McMorris Rodgers seeks more info from NIH on potentially risky coronavirus research

U.S. Rep. Cathy McMorris Rodgers (R-WA) and two of her Republican colleagues on the U.S. House Energy and Commerce Committee continue the committee’s GOP-led investigation into the adequacy of the National Institutes of Health (NIH) oversight of NIH-funded research that may pose significant biosafety or biosecurity risks. 

Rep. McMorris Rodgers, who chairs the E&C committee, and U.S. Reps. Morgan Griffith (R-VA) and Brett Guthrie (R-KY) requested additional information in the investigation from Dr. Lawrence Tabak, the senior official who is performing the duties of NIH director.

The members’ request follows an April 27 House E&C Oversight and Investigations Subcommittee hearing entitled “Biosafety and Risky Research: Examining if Science is Outpacing Policy and Safety.”

“We still do not know how the COVID-19 pandemic started. However, more information has heightened our suspicions that the origin of the pandemic was linked to a lab incident,” Rep. McMorris Rodgers said during the hearing. “It raises the importance of our work to oversee biosafety of risky research.”

“Unfortunately, in our pursuit of solutions, the conduct of some public health officials and the loss of trust in our public health institutions hampered our response,” she said.

The congresswoman said that both NIH and the U.S. Department of Health and Human Services have not been open and honest in discussing the issue and “have persisted in foot-dragging, stonewalling, or flat-out refusing to engage on legitimate questions.”

“Today, the NIH still won’t provide meaningful information or straight answers to the Committee about how the P3CO framework governing risky research was developed, and who at the NIH was responsible for developing the framework,” Rep. McMorris Rodgers said.

The lawmakers’ May 1 letter to Dr. Tabak seeks additional information from NIH beyond what was provided during the hearing and what was not provided in response to a January 2022 letter the committee members sent him requesting a list of all proposed, approved, or ongoing research work that NIH is funding in the area of coronaviruses (especially SARS CoV-2), or viruses related to SARS, MERS, or SARS CoV-2. 

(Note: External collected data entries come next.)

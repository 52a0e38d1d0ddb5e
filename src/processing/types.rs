//! Processing types
//!
//! This module defines the job state machine, the pipeline stages and the
//! errors raised inside a stage.

use serde::{Deserialize, Serialize};
use std::fmt;
use thiserror::Error;

use crate::config::DeviceSlot;

/// The ordered stages of a processing job
#[derive(Debug, Clone, Copy, PartialEq, Eq, Serialize, Deserialize)]
#[serde(rename_all = "camelCase")]
pub enum PipelineStage {
    ExtractAudio,
    CorrectPerspective,
    Stack,
    CopyOutput,
}

impl PipelineStage {
    pub fn as_str(&self) -> &'static str {
        match self {
            PipelineStage::ExtractAudio => "extract audio",
            PipelineStage::CorrectPerspective => "correct perspective",
            PipelineStage::Stack => "stack",
            PipelineStage::CopyOutput => "copy output",
        }
    }
}

impl fmt::Display for PipelineStage {
    fn fmt(&self, f: &mut fmt::Formatter<'_>) -> fmt::Result {
        f.write_str(self.as_str())
    }
}

/// Lifecycle of a job.
///
/// `NotStarted -> ExtractingAudio -> CorrectingPerspective -> Stacking ->
/// CopyingOutput (optional) -> Finished`. A stage failure parks the job in
/// `Failed` until it is run again.
#[derive(Debug, Clone, PartialEq, Serialize, Deserialize)]
#[serde(rename_all = "camelCase", tag = "type")]
pub enum JobState {
    NotStarted,
    ExtractingAudio,
    CorrectingPerspective {
        slot: DeviceSlot,
        frames_written: u64,
    },
    Stacking,
    CopyingOutput,
    Finished,
    Failed {
        stage: PipelineStage,
        message: String,
    },
}

impl Default for JobState {
    fn default() -> Self {
        Self::NotStarted
    }
}

impl JobState {
    /// Human-readable progress line shown in job listings
    pub fn progress_message(&self) -> String {
        match self {
            JobState::NotStarted => "Not started".to_string(),
            JobState::ExtractingAudio => "Extracting audio".to_string(),
            JobState::CorrectingPerspective {
                slot,
                frames_written,
            } => format!(
                "Processing recording ({}: {} frames)",
                slot, frames_written
            ),
            JobState::Stacking => "Stacking output".to_string(),
            JobState::CopyingOutput => "Copying output".to_string(),
            JobState::Finished => "Finished".to_string(),
            JobState::Failed { stage, message } => {
                format!("Failed during {}: {}", stage, message)
            }
        }
    }

    pub fn is_started(&self) -> bool {
        !matches!(self, JobState::NotStarted)
    }

    pub fn is_finished(&self) -> bool {
        matches!(self, JobState::Finished)
    }

    pub fn is_failed(&self) -> bool {
        matches!(self, JobState::Failed { .. })
    }

    /// Started, not finished and not halted by a failure
    pub fn is_running(&self) -> bool {
        self.is_started() && !self.is_finished() && !self.is_failed()
    }
}

/// Errors raised inside a pipeline stage
#[derive(Error, Debug)]
pub enum ProcessingError {
    #[error("IO error: {0}")]
    Io(#[from] std::io::Error),

    #[error("FFmpeg error: {0}")]
    Ffmpeg(String),

    #[error("Decoding error: {0}")]
    Decoding(String),

    #[error("Encoding error: {0}")]
    Encoding(String),

    #[error("Invalid configuration: {0}")]
    InvalidConfig(String),

    #[error("Calibration error: {0}")]
    Calibration(String),
}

“In its written response, NIH specifically ignored the question: ‘Does the research involve virus manipulation, passaging of a virus, genetically modified animals, or making any mutations to a virus?’” according to their letter.

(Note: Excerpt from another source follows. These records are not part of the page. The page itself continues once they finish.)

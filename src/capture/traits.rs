//! Capture trait definitions
//!
//! Seams between the supervisor and the processes that actually record.

use async_trait::async_trait;
use std::path::PathBuf;

use crate::config::{DeviceConfig, DeviceSlot};

/// A fully built encoder invocation for one device
#[derive(Debug, Clone, PartialEq, Eq)]
pub struct CaptureCommand {
    /// Slot being recorded
    pub slot: DeviceSlot,

    /// Program to launch
    pub program: String,

    /// Arguments, output file last
    pub args: Vec<String>,

    /// File the encoder writes into
    pub output: PathBuf,
}

/// A running capture process
#[async_trait]
pub trait CaptureProcess: Send {
    fn slot(&self) -> DeviceSlot;

    /// Ask the encoder to finish its file and exit
    async fn request_stop(&mut self) -> anyhow::Result<()>;

    /// Whether the process is still alive
    async fn is_running(&mut self) -> anyhow::Result<bool>;

    /// Terminate immediately
    async fn kill(&mut self) -> anyhow::Result<()>;
}

/// Launches capture processes
#[async_trait]
pub trait CaptureBackend: Send + Sync {
    async fn spawn(&self, command: &CaptureCommand) -> anyhow::Result<Box<dyn CaptureProcess>>;

    /// Apply the device's configured focus. Best-effort.
    async fn apply_focus(&self, device: &DeviceConfig) -> anyhow::Result<()>;
}
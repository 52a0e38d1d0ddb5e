//! Camera capture
//!
//! Process launching for recording sessions, plus single-frame grabs for
//! preview and calibration.

pub mod ffmpeg;
pub mod preview;
pub mod traits;

pub use ffmpeg::{build_capture_command, FfmpegCaptureBackend, Platform};
pub use preview::{FfmpegFrameGrabber, FrameGrabber, PreviewService};
pub use traits::{CaptureBackend, CaptureCommand, CaptureProcess};
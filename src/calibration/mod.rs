//! Marker calibration
//!
//! Finds the whiteboard's four corner markers in a camera frame, derives the
//! calibration corners and the stack order from them, and writes both back to
//! the configuration store.

pub mod markers;

pub use markers::{DetectedMarker, MarkerDetector, MarkerSet};

use crate::config::{CalibrationCorners, ConfigStore, DeviceSlot, Point};
use crate::geometry::frame::{Frame, GREEN, RED};
use crate::utils::error::{AppError, AppResult};

/// Outcome of a successful calibration
#[derive(Debug, Clone)]
pub struct CalibrationResult {
    pub slot: DeviceSlot,
    pub marker_set: MarkerSet,
    pub corners: CalibrationCorners,
    pub stack_order: [DeviceSlot; 2],
    /// The input frame with marker outlines and numbered corners drawn on it
    pub debug_frame: Frame,
}

/// Derive the outer corners of the board from exactly four markers of one set.
///
/// Each marker contributes the corner that faces outwards: top-left of the
/// top-left marker, top-right of the top-right marker, and so on. The result
/// is in storage (reading) order.
pub fn locate_corners(
    slot: DeviceSlot,
    markers: &[DetectedMarker],
) -> AppResult<(CalibrationCorners, MarkerSet)> {
    let mut sorted: Vec<&DetectedMarker> = markers.iter().collect();
    sorted.sort_by_key(|marker| marker.id);
    let ids: Vec<u32> = sorted.iter().map(|marker| marker.id).collect();

    let set = MarkerSet::matching(&ids).ok_or_else(|| AppError::MarkerCountMismatch {
        slot,
        found: ids.clone(),
    })?;

    // Reading order: top-left, top-right, bottom-left, bottom-right.
    // Marker winding is TL, TR, BR, BL, so the bottom row swaps 2 and 3.
    let pick = |marker: usize, corner: usize| {
        let (x, y) = sorted[marker].corner(corner);
        Point::new(x, y)
    };
    let corners = CalibrationCorners::new([pick(0, 0), pick(1, 1), pick(2, 3), pick(3, 2)]);

    Ok((corners, set))
}

/// Detect markers in `frame`, derive corners and stack order, and persist
/// them for `slot`. Nothing is written when any step fails.
pub fn detect_corners(
    detector: &dyn MarkerDetector,
    frame: &Frame,
    slot: DeviceSlot,
    store: &ConfigStore,
) -> AppResult<CalibrationResult> {
    let markers = detector
        .detect(frame)
        .map_err(|e| AppError::CalibrationInvalid(format!("marker detection failed: {:#}", e)))?;

    tracing::debug!(
        "Detected {} markers for {}: {:?}",
        markers.len(),
        slot,
        markers.iter().map(|m| m.id).collect::<Vec<_>>()
    );

    let (corners, marker_set) = locate_corners(slot, &markers)?;
    let stack_order = marker_set.stack_order(slot);

    store.apply_calibration(slot, corners, stack_order)?;
    tracing::info!(
        "Calibrated {} from {:?} markers: corners {:?}, stack order {:?}",
        slot,
        marker_set,
        corners.points(),
        stack_order
    );

    Ok(CalibrationResult {
        slot,
        marker_set,
        corners,
        stack_order,
        debug_frame: draw_debug_frame(frame, &markers, &corners),
    })
}

fn draw_debug_frame(frame: &Frame, markers: &[DetectedMarker], corners: &CalibrationCorners) -> Frame {
    let mut debug = frame.clone();

    for marker in markers {
        let outline: Vec<(i64, i64)> = (0..4)
            .map(|i| {
                let (x, y) = marker.corner(i);
                (x as i64, y as i64)
            })
            .collect();
        debug.draw_polygon(&outline, 2, GREEN);
    }

    let scale = (debug.height() as i64 / 120).max(2);
    for (i, point) in corners.points().iter().enumerate() {
        let (x, y) = (point.x as i64, point.y as i64);
        debug.fill_circle(x, y, 5, RED);
        if let Some(digit) = char::from_digit(i as u32, 10) {
            debug.draw_digit((x + 8, y + 8), digit, scale, RED);
        }
    }

    debug
}
//! Fiducial markers
//!
//! The whiteboard carries four printed markers at its corners, from one of two
//! disjoint ID sets:
//!
//! ```text
//! 0               1    4               5
//!  ______________       ______________
//!  |            |       |            |
//!  |    LEFT    |       |   RIGHT    |
//!  |____________|       |____________|
//! 2               3    6               7
//! ```

use crate::config::DeviceSlot;
use crate::geometry::Frame;

/// A marker found in a frame.
///
/// `corners` wind top-left, top-right, bottom-right, bottom-left relative to
/// the printed marker.
#[derive(Debug, Clone, PartialEq)]
pub struct DetectedMarker {
    pub id: u32,
    pub corners: [[f32; 2]; 4],
}

impl DetectedMarker {
    pub fn new(id: u32, corners: [[f32; 2]; 4]) -> Self {
        Self { id, corners }
    }

    /// Corner `index` rounded to whole pixels
    pub fn corner(&self, index: usize) -> (i32, i32) {
        let [x, y] = self.corners[index];
        (x.round() as i32, y.round() as i32)
    }
}

/// Marker detection primitive
pub trait MarkerDetector: Send + Sync {
    fn detect(&self, frame: &Frame) -> anyhow::Result<Vec<DetectedMarker>>;
}

/// Which of the two marker arrangements a camera sees
#[derive(Debug, Clone, Copy, PartialEq, Eq)]
pub enum MarkerSet {
    /// IDs 0-3
    Left,
    /// IDs 4-7
    Right,
}

impl MarkerSet {
    pub fn ids(&self) -> [u32; 4] {
        match self {
            MarkerSet::Left => [0, 1, 2, 3],
            MarkerSet::Right => [4, 5, 6, 7],
        }
    }

    /// The set whose IDs are exactly `sorted_ids`
    pub fn matching(sorted_ids: &[u32]) -> Option<Self> {
        [MarkerSet::Left, MarkerSet::Right]
            .into_iter()
            .find(|set| sorted_ids == set.ids())
    }

    /// Stack order for a camera that sees this set: the left board goes first
    pub fn stack_order(&self, slot: DeviceSlot) -> [DeviceSlot; 2] {
        match self {
            MarkerSet::Left => [slot, slot.other()],
            MarkerSet::Right => [slot.other(), slot],
        }
    }
}
//! File layout of a job directory

use std::path::{Path, PathBuf};

use super::schema::{Config, DeviceSlot};

/// Where every artifact of one job lives. Each job owns its directory.
#[derive(Debug, Clone, PartialEq, Eq)]
pub struct JobPaths {
    name: String,
    directory: PathBuf,
}

impl JobPaths {
    pub fn new(name: impl Into<String>, directory: impl Into<PathBuf>) -> Self {
        Self {
            name: name.into(),
            directory: directory.into(),
        }
    }

    /// `<recording_directory>/<name>`
    pub fn for_job(config: &Config, name: &str) -> Self {
        Self::new(name, config.files.recording_directory.join(name))
    }

    pub fn name(&self) -> &str {
        &self.name
    }

    pub fn directory(&self) -> &Path {
        &self.directory
    }

    pub fn raw_video(&self, config: &Config, slot: DeviceSlot) -> PathBuf {
        self.directory.join(&config.device(slot).temp_video_file)
    }

    pub fn processed_video(&self, config: &Config, slot: DeviceSlot) -> PathBuf {
        self.directory
            .join(&config.device(slot).temp_processed_video_file)
    }

    pub fn audio(&self, config: &Config) -> PathBuf {
        self.directory.join(&config.files.temp_audio_file)
    }

    /// Final output, named after the job
    pub fn output(&self, config: &Config) -> PathBuf {
        self.directory
            .join(format!("{}.{}", self.name, config.files.output_extension))
    }

    /// Every file a session or pipeline run may leave behind
    pub fn artifacts(&self, config: &Config) -> Vec<PathBuf> {
        let mut files = Vec::new();
        for slot in DeviceSlot::ALL {
            files.push(self.raw_video(config, slot));
            files.push(self.processed_video(config, slot));
        }
        files.push(self.audio(config));
        files.push(self.output(config));
        files
    }
}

At the same time, Rep. McMorris Rodgers and her colleagues want more details from NIH, including: a list of all NIH intramural and extramural coronavirus research studies involving virus manipulation, passaging of a virus, genetically modified animals, or making any mutations to a virus; whether NIH laboratories have introduced any mutations or insertions of genes associated with pathogenesis or transmission into SARS CoV2; and if NIH labs have introduced mutations or insertions of genes that encode for resistance to medical countermeasures, or increase pathogenesis or transmission in influenza virus or other respiratory viruses or human pathogens.

This information, they wrote, will “put these studies in context” and allow them to be able to assess “the adequacy of the NIH’s oversight of potential risks in such experiments,” according to their letter, which seeks Tabak’s responses by May 15.